*** Records for this exercise

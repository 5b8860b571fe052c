//! Reading list and completed-books command handlers

use anyhow::{Context, Result};

use readify_core::{KeyValueStore, Store};

use crate::output::{Output, OutputFormat};

/// Show the saved reading list
pub fn reading_list<S: KeyValueStore>(store: &Store<S>, output: &Output) -> Result<()> {
    let entries = store.reading_list().context("Failed to load reading list")?;
    output.print_reading_list(&entries);
    Ok(())
}

/// Record a finished book title
pub fn add_completed<S: KeyValueStore>(
    store: &mut Store<S>,
    title: &str,
    output: &Output,
) -> Result<()> {
    if store.add_completed(title)? {
        output.success(&format!("Marked as completed: {}", title.trim()));
    } else {
        output.message("Nothing to add.");
    }
    Ok(())
}

/// List finished titles in the order they were added
pub fn list_completed<S: KeyValueStore>(store: &Store<S>, output: &Output) -> Result<()> {
    let titles = store.completed_books()?;

    match output.format {
        OutputFormat::Json => output.json(&titles),
        OutputFormat::Quiet => {
            for title in &titles {
                println!("{}", title);
            }
        }
        OutputFormat::Human => {
            if titles.is_empty() {
                println!("No completed books yet.");
                return Ok(());
            }
            for title in &titles {
                println!("  {}", title);
            }
            println!("\n{} completed", titles.len());
        }
    }
    Ok(())
}

/// Forget every finished title
pub fn clear_completed<S: KeyValueStore>(store: &mut Store<S>, output: &Output) -> Result<()> {
    store
        .clear_completed()
        .context("Failed to clear completed books")?;
    output.success("Completed list cleared.");
    Ok(())
}

#[cfg(test)]
mod tests {
    use super::*;
    use crate::test_support::memory_store;

    #[test]
    fn test_completed_lifecycle() {
        let mut store = memory_store();
        let output = Output::new(OutputFormat::Quiet);

        add_completed(&mut store, "  Dune ", &output).unwrap();
        add_completed(&mut store, "   ", &output).unwrap();
        assert_eq!(store.completed_books().unwrap(), vec!["Dune"]);

        clear_completed(&mut store, &output).unwrap();
        assert!(store.completed_books().unwrap().is_empty());
        assert!(list_completed(&store, &output).is_ok());
    }
}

******

* **Task description**: Transcribe the material above in its entirety, precisely as written.

* **Answer for this exercise**:
repository 5b8860b571fe052c
//! Reading list and completed-books command handlers

use anyhow::{Context, Result};

use readify_core::{KeyValueStore, Store};

use crate::output::{Output, OutputFormat};

/// Show the saved reading list
pub fn reading_list<S: KeyValueStore>(store: &Store<S>, output: &Output) -> Result<()> {
    let entries = store.reading_list().context("Failed to load reading list")?;
    output.print_reading_list(&entries);
    Ok(())
}

/// Record a finished book title
pub fn add_completed<S: KeyValueStore>(
    store: &mut Store<S>,
    title: &str,
    output: &Output,
) -> Result<()> {
    if store.add_completed(title)? {
        output.success(&format!("Marked as completed: {}", title.trim()));
    } else {
        output.message("Nothing to add.");
    }
    Ok(())
}

/// List finished titles in the order they were added
pub fn list_completed<S: KeyValueStore>(store: &Store<S>, output: &Output) -> Result<()> {
    let titles = store.completed_books()?;

    match output.format {
        OutputFormat::Json => output.json(&titles),
        OutputFormat::Quiet => {
            for title in &titles {
                println!("{}", title);
            }
        }
        OutputFormat::Human => {
            if titles.is_empty() {
                println!("No completed books yet.");
                return Ok(());
            }
            for title in &titles {
                println!("  {}", title);
            }
            println!("\n{} completed", titles.len());
        }
    }
    Ok(())
}

/// Forget every finished title
pub fn clear_completed<S: KeyValueStore>(store: &mut Store<S>, output: &Output) -> Result<()> {
    store
        .clear_completed()
        .context("Failed to clear completed books")?;
    output.success("Completed list cleared.");
    Ok(())
}

#[cfg(test)]
mod tests {
    use super::*;
    use crate::test_support::memory_store;

    #[test]
    fn test_completed_lifecycle() {
        let mut store = memory_store();
        let output = Output::new(OutputFormat::Quiet);

        add_completed(&mut store, "  Dune ", &output).unwrap();
        add_completed(&mut store, "   ", &output).unwrap();
        assert_eq!(store.completed_books().unwrap(), vec!["Dune"]);

        clear_completed(&mut store, &output).unwrap();
        assert!(store.completed_books().unwrap().is_empty());
        assert!(list_completed(&store, &output).is_ok());
    }
}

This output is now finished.